**Task instructions:** Pull every line containing the word "limit" out of the material below.

**Dataset:**
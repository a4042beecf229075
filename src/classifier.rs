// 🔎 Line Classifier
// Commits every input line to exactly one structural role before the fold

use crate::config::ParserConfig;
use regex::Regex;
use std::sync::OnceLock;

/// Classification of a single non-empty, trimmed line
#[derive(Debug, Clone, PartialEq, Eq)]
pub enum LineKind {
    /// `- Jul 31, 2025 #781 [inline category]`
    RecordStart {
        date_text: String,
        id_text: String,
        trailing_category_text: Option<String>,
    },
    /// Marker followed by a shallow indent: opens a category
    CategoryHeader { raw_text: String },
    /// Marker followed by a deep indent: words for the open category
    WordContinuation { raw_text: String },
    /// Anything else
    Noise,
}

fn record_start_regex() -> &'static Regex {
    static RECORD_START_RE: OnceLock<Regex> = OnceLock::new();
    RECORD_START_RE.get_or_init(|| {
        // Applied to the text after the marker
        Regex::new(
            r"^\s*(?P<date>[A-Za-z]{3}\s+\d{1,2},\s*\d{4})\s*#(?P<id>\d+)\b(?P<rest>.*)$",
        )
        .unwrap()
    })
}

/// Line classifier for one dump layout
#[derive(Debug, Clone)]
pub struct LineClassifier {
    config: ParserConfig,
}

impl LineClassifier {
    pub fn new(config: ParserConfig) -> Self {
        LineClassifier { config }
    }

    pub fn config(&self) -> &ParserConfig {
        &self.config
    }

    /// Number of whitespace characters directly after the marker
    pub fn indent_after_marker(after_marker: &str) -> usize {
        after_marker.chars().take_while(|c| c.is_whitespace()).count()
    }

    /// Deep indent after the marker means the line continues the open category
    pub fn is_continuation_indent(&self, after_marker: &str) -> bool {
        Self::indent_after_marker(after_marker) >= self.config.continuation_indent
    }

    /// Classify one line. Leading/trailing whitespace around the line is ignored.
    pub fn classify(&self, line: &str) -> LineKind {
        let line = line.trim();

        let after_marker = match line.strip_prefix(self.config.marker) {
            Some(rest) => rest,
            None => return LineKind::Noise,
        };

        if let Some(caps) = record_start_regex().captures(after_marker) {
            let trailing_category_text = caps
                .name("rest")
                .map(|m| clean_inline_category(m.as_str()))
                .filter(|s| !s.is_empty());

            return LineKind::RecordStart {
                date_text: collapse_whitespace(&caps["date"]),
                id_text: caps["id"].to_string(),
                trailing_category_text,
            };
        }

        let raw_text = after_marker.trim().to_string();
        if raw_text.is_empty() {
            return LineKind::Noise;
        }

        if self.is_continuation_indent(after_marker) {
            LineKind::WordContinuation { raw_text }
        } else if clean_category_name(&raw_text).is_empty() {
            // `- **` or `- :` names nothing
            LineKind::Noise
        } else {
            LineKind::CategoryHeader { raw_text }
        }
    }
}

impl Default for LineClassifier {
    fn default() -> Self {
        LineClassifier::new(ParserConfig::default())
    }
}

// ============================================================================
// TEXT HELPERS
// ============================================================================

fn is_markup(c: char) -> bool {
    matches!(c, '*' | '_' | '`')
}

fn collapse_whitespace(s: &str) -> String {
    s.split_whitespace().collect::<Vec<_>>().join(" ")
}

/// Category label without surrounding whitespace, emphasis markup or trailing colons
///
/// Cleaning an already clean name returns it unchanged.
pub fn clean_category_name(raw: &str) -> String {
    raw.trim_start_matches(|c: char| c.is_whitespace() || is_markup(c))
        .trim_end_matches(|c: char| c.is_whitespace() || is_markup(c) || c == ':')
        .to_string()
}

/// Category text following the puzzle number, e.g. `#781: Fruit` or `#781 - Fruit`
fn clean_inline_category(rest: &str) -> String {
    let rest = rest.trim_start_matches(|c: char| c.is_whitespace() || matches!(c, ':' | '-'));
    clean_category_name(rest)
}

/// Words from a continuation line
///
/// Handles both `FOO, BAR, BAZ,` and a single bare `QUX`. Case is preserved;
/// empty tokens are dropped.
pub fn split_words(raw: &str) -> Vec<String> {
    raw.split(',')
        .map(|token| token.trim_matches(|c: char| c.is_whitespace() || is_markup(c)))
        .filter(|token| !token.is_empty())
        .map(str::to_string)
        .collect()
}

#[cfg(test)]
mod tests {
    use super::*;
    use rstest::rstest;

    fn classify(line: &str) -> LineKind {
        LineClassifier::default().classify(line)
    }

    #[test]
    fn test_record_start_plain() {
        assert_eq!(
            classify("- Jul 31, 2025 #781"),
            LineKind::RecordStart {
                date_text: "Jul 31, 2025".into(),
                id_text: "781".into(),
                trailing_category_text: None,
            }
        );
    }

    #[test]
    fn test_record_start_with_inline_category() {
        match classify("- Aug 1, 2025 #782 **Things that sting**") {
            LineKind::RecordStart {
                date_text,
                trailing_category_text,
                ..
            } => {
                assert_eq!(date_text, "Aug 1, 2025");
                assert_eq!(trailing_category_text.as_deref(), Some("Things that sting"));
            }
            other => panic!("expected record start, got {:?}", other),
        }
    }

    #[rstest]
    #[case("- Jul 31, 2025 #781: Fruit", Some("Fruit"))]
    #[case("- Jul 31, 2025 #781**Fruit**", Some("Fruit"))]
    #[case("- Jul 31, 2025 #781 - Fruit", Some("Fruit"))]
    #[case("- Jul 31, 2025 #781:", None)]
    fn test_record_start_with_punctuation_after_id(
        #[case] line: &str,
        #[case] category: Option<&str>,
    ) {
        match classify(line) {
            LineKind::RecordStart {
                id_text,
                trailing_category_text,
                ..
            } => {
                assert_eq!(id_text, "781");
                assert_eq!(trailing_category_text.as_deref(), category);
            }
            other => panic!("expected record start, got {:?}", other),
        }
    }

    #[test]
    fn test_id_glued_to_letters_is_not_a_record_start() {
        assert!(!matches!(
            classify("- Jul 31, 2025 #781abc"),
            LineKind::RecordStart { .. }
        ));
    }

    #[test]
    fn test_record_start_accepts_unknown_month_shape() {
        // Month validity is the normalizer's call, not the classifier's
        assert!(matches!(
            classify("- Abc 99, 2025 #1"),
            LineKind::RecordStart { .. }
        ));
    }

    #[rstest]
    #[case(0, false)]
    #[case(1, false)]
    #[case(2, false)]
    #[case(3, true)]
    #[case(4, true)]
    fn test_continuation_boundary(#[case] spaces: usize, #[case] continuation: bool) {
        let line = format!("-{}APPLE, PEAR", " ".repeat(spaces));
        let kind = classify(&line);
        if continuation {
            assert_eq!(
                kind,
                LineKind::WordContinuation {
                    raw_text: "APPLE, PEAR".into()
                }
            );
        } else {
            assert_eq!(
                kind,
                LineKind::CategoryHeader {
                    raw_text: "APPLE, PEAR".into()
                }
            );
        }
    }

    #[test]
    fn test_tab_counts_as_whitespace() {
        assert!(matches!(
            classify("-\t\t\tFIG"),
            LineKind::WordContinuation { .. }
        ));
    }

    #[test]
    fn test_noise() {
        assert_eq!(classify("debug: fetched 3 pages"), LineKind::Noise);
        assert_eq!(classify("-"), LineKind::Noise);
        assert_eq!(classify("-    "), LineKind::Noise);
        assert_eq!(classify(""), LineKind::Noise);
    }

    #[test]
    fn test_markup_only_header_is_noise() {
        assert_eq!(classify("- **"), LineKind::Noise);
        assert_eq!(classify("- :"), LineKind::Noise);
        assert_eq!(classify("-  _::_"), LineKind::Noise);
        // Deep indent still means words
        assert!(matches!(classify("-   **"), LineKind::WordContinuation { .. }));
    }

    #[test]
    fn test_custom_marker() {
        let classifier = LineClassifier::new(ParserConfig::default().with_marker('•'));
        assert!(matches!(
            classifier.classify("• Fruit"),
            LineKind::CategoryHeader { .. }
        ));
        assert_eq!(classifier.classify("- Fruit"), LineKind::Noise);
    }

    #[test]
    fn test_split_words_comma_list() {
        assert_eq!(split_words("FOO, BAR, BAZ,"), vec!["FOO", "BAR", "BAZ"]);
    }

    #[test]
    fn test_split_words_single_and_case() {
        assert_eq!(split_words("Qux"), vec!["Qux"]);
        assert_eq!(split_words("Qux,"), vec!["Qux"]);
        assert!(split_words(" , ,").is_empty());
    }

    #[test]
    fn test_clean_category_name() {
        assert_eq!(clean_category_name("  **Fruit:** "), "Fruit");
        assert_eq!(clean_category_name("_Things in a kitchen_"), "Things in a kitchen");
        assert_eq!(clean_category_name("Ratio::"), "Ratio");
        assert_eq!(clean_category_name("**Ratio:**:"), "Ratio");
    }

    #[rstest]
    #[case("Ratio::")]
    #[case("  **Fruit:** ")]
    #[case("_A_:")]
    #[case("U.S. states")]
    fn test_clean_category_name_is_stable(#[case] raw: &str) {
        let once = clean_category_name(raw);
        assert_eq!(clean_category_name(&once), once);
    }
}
==
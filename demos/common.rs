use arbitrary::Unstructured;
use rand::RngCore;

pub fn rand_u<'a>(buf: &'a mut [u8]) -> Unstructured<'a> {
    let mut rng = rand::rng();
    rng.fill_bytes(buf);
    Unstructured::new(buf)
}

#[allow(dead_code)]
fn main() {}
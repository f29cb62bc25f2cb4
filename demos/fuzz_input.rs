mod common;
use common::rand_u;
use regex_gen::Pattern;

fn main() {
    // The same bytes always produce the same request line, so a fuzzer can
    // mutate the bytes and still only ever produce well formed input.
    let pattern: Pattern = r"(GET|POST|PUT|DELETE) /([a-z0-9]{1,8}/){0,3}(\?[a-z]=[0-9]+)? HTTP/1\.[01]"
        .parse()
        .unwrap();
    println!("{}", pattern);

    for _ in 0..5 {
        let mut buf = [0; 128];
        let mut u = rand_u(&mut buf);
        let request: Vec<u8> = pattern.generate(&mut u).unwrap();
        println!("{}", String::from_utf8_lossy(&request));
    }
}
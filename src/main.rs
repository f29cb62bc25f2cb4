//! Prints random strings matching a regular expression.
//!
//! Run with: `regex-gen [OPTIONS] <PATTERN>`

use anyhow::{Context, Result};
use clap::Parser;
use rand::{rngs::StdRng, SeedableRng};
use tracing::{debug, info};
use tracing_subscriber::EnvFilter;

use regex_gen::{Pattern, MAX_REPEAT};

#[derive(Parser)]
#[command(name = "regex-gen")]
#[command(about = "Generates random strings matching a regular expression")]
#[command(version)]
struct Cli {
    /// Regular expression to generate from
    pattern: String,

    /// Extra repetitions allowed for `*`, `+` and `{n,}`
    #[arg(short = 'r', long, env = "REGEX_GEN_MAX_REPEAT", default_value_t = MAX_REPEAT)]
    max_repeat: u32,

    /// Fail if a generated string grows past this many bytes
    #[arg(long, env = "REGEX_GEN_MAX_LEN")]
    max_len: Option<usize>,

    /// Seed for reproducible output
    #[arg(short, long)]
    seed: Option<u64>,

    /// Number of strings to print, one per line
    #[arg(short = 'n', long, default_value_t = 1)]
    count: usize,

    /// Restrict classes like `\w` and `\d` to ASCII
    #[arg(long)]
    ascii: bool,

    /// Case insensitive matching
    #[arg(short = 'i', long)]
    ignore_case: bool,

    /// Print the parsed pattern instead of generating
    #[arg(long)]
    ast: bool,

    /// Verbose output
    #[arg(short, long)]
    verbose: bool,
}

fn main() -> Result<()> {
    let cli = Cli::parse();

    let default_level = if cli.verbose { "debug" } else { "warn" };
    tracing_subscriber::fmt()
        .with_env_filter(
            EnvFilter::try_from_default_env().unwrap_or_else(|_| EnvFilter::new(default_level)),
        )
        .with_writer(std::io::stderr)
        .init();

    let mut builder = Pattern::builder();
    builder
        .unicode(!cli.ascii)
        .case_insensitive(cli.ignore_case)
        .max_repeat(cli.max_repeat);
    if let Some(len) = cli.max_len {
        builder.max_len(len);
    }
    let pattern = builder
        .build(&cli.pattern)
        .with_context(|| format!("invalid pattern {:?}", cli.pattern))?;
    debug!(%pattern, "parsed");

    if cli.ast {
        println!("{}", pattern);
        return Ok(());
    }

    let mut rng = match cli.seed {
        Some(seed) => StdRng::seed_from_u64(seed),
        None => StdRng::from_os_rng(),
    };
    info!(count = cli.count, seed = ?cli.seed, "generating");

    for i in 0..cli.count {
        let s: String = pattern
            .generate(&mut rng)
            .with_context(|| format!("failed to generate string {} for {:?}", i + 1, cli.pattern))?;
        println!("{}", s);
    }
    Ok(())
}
* * *
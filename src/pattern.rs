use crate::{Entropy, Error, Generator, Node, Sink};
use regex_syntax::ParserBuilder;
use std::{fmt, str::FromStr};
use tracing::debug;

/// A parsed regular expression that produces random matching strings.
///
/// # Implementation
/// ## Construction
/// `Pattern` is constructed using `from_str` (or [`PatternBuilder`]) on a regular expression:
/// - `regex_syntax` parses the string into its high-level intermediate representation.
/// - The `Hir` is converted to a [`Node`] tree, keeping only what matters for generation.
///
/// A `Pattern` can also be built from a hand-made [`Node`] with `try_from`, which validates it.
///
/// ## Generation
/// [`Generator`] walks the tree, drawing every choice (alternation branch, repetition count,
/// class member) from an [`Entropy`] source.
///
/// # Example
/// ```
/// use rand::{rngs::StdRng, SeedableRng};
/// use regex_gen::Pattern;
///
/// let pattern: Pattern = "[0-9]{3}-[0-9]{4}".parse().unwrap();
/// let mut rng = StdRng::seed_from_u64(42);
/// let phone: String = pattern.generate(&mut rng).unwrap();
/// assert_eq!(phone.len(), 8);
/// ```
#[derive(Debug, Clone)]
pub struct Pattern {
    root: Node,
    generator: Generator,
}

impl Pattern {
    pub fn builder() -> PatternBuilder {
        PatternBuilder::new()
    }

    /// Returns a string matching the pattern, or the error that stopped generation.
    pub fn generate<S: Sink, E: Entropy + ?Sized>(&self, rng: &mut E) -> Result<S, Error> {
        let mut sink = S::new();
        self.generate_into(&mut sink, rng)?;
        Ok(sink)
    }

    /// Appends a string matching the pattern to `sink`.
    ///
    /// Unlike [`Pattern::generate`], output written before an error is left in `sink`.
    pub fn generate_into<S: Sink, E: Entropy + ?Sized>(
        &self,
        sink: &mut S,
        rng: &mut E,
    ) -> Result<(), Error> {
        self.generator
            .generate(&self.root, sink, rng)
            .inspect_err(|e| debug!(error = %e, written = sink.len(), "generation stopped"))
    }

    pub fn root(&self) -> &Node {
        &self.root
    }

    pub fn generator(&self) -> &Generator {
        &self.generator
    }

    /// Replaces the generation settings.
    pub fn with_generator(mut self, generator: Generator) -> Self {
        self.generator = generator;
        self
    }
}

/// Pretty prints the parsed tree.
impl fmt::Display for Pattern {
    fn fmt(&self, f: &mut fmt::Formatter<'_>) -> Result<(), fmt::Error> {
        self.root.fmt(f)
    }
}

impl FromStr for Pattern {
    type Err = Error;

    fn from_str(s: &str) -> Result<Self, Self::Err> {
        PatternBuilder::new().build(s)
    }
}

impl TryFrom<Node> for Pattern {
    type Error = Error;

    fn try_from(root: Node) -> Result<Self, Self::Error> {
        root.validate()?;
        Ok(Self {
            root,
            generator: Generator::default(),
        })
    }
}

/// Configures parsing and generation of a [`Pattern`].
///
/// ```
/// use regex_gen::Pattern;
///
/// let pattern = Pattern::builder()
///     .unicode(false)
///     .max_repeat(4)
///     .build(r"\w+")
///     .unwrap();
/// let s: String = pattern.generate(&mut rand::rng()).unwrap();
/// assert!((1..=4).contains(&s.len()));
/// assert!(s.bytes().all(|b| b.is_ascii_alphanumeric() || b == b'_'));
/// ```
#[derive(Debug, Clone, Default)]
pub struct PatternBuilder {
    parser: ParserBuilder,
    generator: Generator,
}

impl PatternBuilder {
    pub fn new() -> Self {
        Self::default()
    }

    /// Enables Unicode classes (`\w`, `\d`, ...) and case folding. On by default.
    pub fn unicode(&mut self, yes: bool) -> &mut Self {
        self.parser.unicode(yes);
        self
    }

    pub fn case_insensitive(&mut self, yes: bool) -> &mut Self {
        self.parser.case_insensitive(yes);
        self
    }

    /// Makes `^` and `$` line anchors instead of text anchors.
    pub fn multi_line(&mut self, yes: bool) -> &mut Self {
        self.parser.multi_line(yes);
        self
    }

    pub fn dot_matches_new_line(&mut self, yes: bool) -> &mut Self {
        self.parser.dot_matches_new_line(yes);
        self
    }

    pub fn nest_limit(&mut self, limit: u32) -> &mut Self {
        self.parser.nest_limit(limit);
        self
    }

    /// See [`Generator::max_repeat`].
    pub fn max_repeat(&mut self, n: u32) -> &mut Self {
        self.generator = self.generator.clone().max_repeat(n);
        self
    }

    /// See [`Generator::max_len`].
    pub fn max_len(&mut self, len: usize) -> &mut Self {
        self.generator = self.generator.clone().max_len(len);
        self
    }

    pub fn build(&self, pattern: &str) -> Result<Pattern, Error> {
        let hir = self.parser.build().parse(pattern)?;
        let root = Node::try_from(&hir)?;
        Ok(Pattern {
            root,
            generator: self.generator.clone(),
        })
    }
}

**Written solution:**
    pub fn nest_limit(&mut self, limit: u32) -> &mut Self {
        self.parser.nest_limit(limit);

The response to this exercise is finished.